Question

Find the points on the lemniscate in Exercise 23 where the tangent is horizontal.

Short answer

The points on the lemniscate curve in Exerice 23 where the tangent is horizontal are \(\left( { \pm \frac{{{\rm{5}}\sqrt {\rm{3}} }}{{\rm{4}}}, \pm \frac{{\rm{5}}}{{\rm{4}}}} \right)\).

Step-by-step solution

Given Information

The given equation of lemniscate curveis \({\rm{2}}{\left( {{x^{\rm{2}}} + {y^{\rm{2}}}} \right)^{\rm{2}}} = {\rm{25}}\left( {{x^{\rm{2}}} - {y^{\rm{2}}}} \right)\).

Definition of Derivative

The derivative of a real-valued function measures the sensitivity of the function's value (output value) to changes in its argument in mathematics (input value).

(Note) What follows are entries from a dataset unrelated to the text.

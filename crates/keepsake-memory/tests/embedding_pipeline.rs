// SPDX-FileCopyrightText: 2026 Keepsake Contributors
// SPDX-License-Identifier: MIT OR Apache-2.0

//! End-to-end tests for the embedding pipeline against an in-memory
//! database and mock inference engines.

use std::sync::Arc;

use keepsake_core::{CompletionEngine, EmbeddingEngine};
use keepsake_memory::types::EmbedOutcome;
use keepsake_memory::{EmbeddingPipeline, ModelGateway};
use keepsake_storage::models::NewNote;
use keepsake_storage::queries::{embeddings, notes};
use keepsake_test_utils::fixtures::{seed_image, seed_note, test_db};
use keepsake_test_utils::{MockCompleter, MockEmbedder};

const DIM: usize = 8;

fn pipeline(
    db: keepsake_storage::Database,
) -> (EmbeddingPipeline, Arc<MockEmbedder>, Arc<MockCompleter>) {
    let embedder = Arc::new(MockEmbedder::new(DIM));
    let completer = Arc::new(MockCompleter::new("a script"));
    let gateway = Arc::new(ModelGateway::new(
        Arc::clone(&embedder) as Arc<dyn EmbeddingEngine>,
        Arc::clone(&completer) as Arc<dyn CompletionEngine>,
    ));
    (EmbeddingPipeline::new(db, gateway, DIM), embedder, completer)
}

#[tokio::test]
async fn unchanged_note_makes_no_engine_calls_and_no_writes() {
    let db = test_db().await;
    let note_id = seed_note(&db, "Beach day", "Sand everywhere.", &["summer"]).await;
    let (pipeline, embedder, _) = pipeline(db.clone());

    assert_eq!(
        pipeline.generate_note_text_embedding(note_id).await,
        EmbedOutcome::Stored
    );
    assert_eq!(embedder.calls(), 1);
    let first = embeddings::get_note_embedding(&db, note_id).await.unwrap().unwrap();

    assert_eq!(
        pipeline.generate_note_text_embedding(note_id).await,
        EmbedOutcome::Unchanged
    );
    assert_eq!(embedder.calls(), 1, "no inference for unchanged text");

    let second = embeddings::get_note_embedding(&db, note_id).await.unwrap().unwrap();
    assert_eq!(first.created_at, second.created_at, "no write for unchanged text");
    assert_eq!(first.embedding, second.embedding);
}

#[tokio::test]
async fn edited_note_regenerates() {
    let db = test_db().await;
    let note_id = seed_note(&db, "Beach day", "Sand everywhere.", &[]).await;
    let (pipeline, embedder, _) = pipeline(db.clone());

    pipeline.generate_note_text_embedding(note_id).await;
    notes::update_note(
        &db,
        note_id,
        &NewNote {
            title: "Beach day".to_string(),
            content: "Sand everywhere, even in the sandwiches.".to_string(),
            audio_ref: None,
            tags: vec![],
        },
    )
    .await
    .unwrap();

    assert_eq!(
        pipeline.generate_note_text_embedding(note_id).await,
        EmbedOutcome::Stored
    );
    assert_eq!(embedder.calls(), 2);
}

#[tokio::test]
async fn tag_change_alone_regenerates() {
    let db = test_db().await;
    let note_id = seed_note(&db, "Beach day", "Sand everywhere.", &["a"]).await;
    let (pipeline, embedder, _) = pipeline(db.clone());
    pipeline.generate_note_text_embedding(note_id).await;

    notes::update_note(
        &db,
        note_id,
        &NewNote {
            title: "Beach day".to_string(),
            content: "Sand everywhere.".to_string(),
            audio_ref: None,
            tags: vec!["a".to_string(), "b".to_string()],
        },
    )
    .await
    .unwrap();

    assert_eq!(
        pipeline.generate_note_text_embedding(note_id).await,
        EmbedOutcome::Stored
    );
    assert_eq!(embedder.calls(), 2);
}

#[tokio::test]
async fn first_attempt_failure_leaves_no_record_and_retries() {
    let db = test_db().await;
    let note_id = seed_note(&db, "Beach day", "Sand everywhere.", &[]).await;
    let (pipeline, embedder, _) = pipeline(db.clone());

    embedder.set_fail(true);
    assert_eq!(
        pipeline.generate_note_text_embedding(note_id).await,
        EmbedOutcome::Failed
    );
    assert!(
        embeddings::get_note_embedding(&db, note_id).await.unwrap().is_none(),
        "a note that never embedded gets no record"
    );

    embedder.set_fail(false);
    assert_eq!(
        pipeline.generate_note_text_embedding(note_id).await,
        EmbedOutcome::Stored
    );
    assert_eq!(embedder.calls(), 2);
}

#[tokio::test]
async fn failure_after_success_flips_status_but_keeps_the_old_vector() {
    let db = test_db().await;
    let note_id = seed_note(&db, "Beach day", "Sand everywhere.", &[]).await;
    let (pipeline, embedder, _) = pipeline(db.clone());

    pipeline.generate_note_text_embedding(note_id).await;
    let good = embeddings::get_note_embedding(&db, note_id).await.unwrap().unwrap();

    notes::update_note(
        &db,
        note_id,
        &NewNote {
            title: "Beach day".to_string(),
            content: "New text.".to_string(),
            audio_ref: None,
            tags: vec![],
        },
    )
    .await
    .unwrap();

    embedder.set_fail(true);
    assert_eq!(
        pipeline.generate_note_text_embedding(note_id).await,
        EmbedOutcome::Failed
    );
    let record = embeddings::get_note_embedding(&db, note_id).await.unwrap().unwrap();
    assert_eq!(
        record.status,
        keepsake_storage::models::EmbeddingStatus::Failed
    );
    assert_eq!(record.text_hash, good.text_hash, "fingerprint untouched by failure");
    assert_eq!(record.embedding, good.embedding, "vector untouched by failure");

    // The stale fingerprint no longer matches the edited text, so the
    // next pass retries once the backend recovers.
    embedder.set_fail(false);
    assert_eq!(
        pipeline.generate_note_text_embedding(note_id).await,
        EmbedOutcome::Stored
    );
}

#[tokio::test]
async fn empty_vector_counts_as_failure() {
    let db = test_db().await;
    let note_id = seed_note(&db, "t", "c", &[]).await;
    let (pipeline, embedder, _) = pipeline(db.clone());

    embedder.push_vector(Vec::new());
    assert_eq!(
        pipeline.generate_note_text_embedding(note_id).await,
        EmbedOutcome::Failed
    );
    assert!(embeddings::get_note_embedding(&db, note_id).await.unwrap().is_none());
}

#[tokio::test]
async fn unready_backend_defers_without_recording_failure() {
    let db = test_db().await;
    let note_id = seed_note(&db, "t", "c", &[]).await;
    let (pipeline, embedder, _) = pipeline(db.clone());

    embedder.set_ready(false);
    assert_eq!(
        pipeline.generate_note_text_embedding(note_id).await,
        EmbedOutcome::NotReady
    );
    assert_eq!(embedder.calls(), 0);
    assert!(embeddings::get_note_embedding(&db, note_id).await.unwrap().is_none());

    // Next pass succeeds once the backend comes back.
    embedder.set_ready(true);
    assert_eq!(
        pipeline.generate_note_text_embedding(note_id).await,
        EmbedOutcome::Stored
    );
}

#[tokio::test]
async fn missing_note_reports_missing_entity() {
    let db = test_db().await;
    let (pipeline, embedder, _) = pipeline(db);
    assert_eq!(
        pipeline.generate_note_text_embedding(12345).await,
        EmbedOutcome::MissingEntity
    );
    assert_eq!(embedder.calls(), 0);
}

#[tokio::test]
async fn empty_caption_is_skipped_entirely() {
    let db = test_db().await;
    let note_id = seed_note(&db, "t", "c", &[]).await;
    let image_id = seed_image(&db, note_id, "file://a.jpg", "   ").await;
    let (pipeline, embedder, _) = pipeline(db.clone());

    assert_eq!(
        pipeline.generate_image_embedding(image_id).await,
        EmbedOutcome::SkippedEmptyCaption
    );
    assert_eq!(embedder.calls(), 0);
    assert!(embeddings::get_image_embedding(&db, image_id).await.unwrap().is_none());
}

#[tokio::test]
async fn full_pass_covers_text_and_captions() {
    let db = test_db().await;
    let note_id = seed_note(&db, "t", "c", &[]).await;
    seed_image(&db, note_id, "file://a.jpg", "A caption").await;
    seed_image(&db, note_id, "file://b.jpg", "").await;
    let (pipeline, embedder, _) = pipeline(db.clone());

    let outcomes = pipeline.process_note_embeddings(note_id).await;
    assert_eq!(outcomes.len(), 3);
    assert_eq!(outcomes[0], EmbedOutcome::Stored);
    assert!(outcomes.contains(&EmbedOutcome::SkippedEmptyCaption));
    assert_eq!(embedder.calls(), 2, "text plus one non-empty caption");
}

#[tokio::test]
async fn one_failing_caption_does_not_poison_the_pass() {
    let db = test_db().await;
    let note_id = seed_note(&db, "Harbor walk", "Boats at dusk.", &[]).await;
    let good = seed_image(&db, note_id, "file://a.jpg", "Gulls on the railing").await;
    let bad = seed_image(&db, note_id, "file://b.jpg", "Blurry shot of the pier").await;
    let (pipeline, embedder, _) = pipeline(db.clone());

    embedder.set_empty_for("Blurry");
    let outcomes = pipeline.process_note_embeddings(note_id).await;

    // Text first, then captions in image order.
    assert_eq!(
        outcomes,
        vec![EmbedOutcome::Stored, EmbedOutcome::Stored, EmbedOutcome::Failed]
    );
    assert!(embeddings::get_note_embedding(&db, note_id).await.unwrap().is_some());
    assert!(embeddings::get_image_embedding(&db, good).await.unwrap().is_some());
    assert!(
        embeddings::get_image_embedding(&db, bad).await.unwrap().is_none(),
        "a caption that never embedded gets no record"
    );
}

#[tokio::test]
async fn captions_embed_even_when_the_text_fails() {
    let db = test_db().await;
    let note_id = seed_note(&db, "Rainy morning", "Fog over the valley.", &[]).await;
    let image_id = seed_image(&db, note_id, "file://a.jpg", "Mist in the pines").await;
    let (pipeline, embedder, _) = pipeline(db.clone());

    embedder.set_empty_for("Fog over");
    let outcomes = pipeline.process_note_embeddings(note_id).await;

    assert_eq!(outcomes, vec![EmbedOutcome::Failed, EmbedOutcome::Stored]);
    assert!(embeddings::get_note_embedding(&db, note_id).await.unwrap().is_none());
    assert!(embeddings::get_image_embedding(&db, image_id).await.unwrap().is_some());
}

Horizontal tangent of a curve

Differentiateand find the horizontal tangent of the curve at \(\frac{{dy}}{{dx}} = 0\).

Differentiate the lemniscate curve with respect to \(x\).

\(\begin{array}{c}{\rm{2}}{\left( {{x^{\rm{2}}} + {y^{\rm{2}}}} \right)^{\rm{2}}} = {\rm{25}}\left( {{x^{\rm{2}}} - {y^{\rm{2}}}} \right)\\{\rm{4}}\left( {{x^{\rm{2}}} + {y^{\rm{2}}}} \right)\left( {{\rm{2}}x + {\rm{2}}y\frac{{dy}}{{dx}}} \right) = {\rm{25}}\left( {{\rm{2}}x - {\rm{2}}y\frac{{dy}}{{dx}}} \right)\\{\rm{4}}\left( {{x^{\rm{2}}} + {y^{\rm{2}}}} \right)x = {\rm{25x}}\\{x^{\rm{2}}} + {y^{\rm{2}}} = \frac{{{\rm{25}}}}{{\rm{4}}}\end{array}\)

Points of horizontal tangent

Substitute \({x^{\rm{2}}} + {y^{\rm{2}}} = \frac{{{\rm{25}}}}{{\rm{4}}}\) in equation of curve \({\rm{2}}{\left( {{x^{\rm{2}}} + {y^{\rm{2}}}} \right)^{\rm{2}}} = {\rm{25}}\left( {{x^{\rm{2}}} - {y^{\rm{2}}}} \right)\).

\(\begin{array}{c}{\rm{2}}{\left( {\frac{{{\rm{25}}}}{{\rm{4}}}} \right)^{\rm{2}}} = {\rm{25}}\left( {\frac{{{\rm{25}}}}{{\rm{4}}} - {\rm{2}}{y^{\rm{2}}}} \right)\\\frac{{{\rm{25}}}}{{\rm{8}}} = \frac{{{\rm{25}}}}{{\rm{4}}} - {\rm{2}}{y^{\rm{2}}}\\{y^{\rm{2}}} = \frac{{{\rm{25}}}}{{{\rm{16}}}}\\y = \pm \frac{{\rm{5}}}{{\rm{4}}}\end{array}\)

Substitute \(y = \pm \frac{{\rm{5}}}{{\rm{4}}}\) in \({x^{\rm{2}}} + {y^{\rm{2}}} = {\left( {\frac{{\rm{5}}}{{\rm{2}}}} \right)^{\rm{2}}}\) and get the values \({\rm{x}} = \pm \frac{{{\rm{5}}\sqrt {\rm{3}} }}{{\rm{4}}}\).

Therefore, the points on the lemniscate curve \({\rm{2}}{\left( {{x^{\rm{2}}} + {y^{\rm{2}}}} \right)^{\rm{2}}} = {\rm{25}}\left( {{x^{\rm{2}}} - {y^{\rm{2}}}} \right)\), where the tangent is horizontal, are \(\left( { \pm \frac{{{\rm{5}}\sqrt {\rm{3}} }}{{\rm{4}}}, \pm \frac{{\rm{5}}}{{\rm{4}}}} \right)\).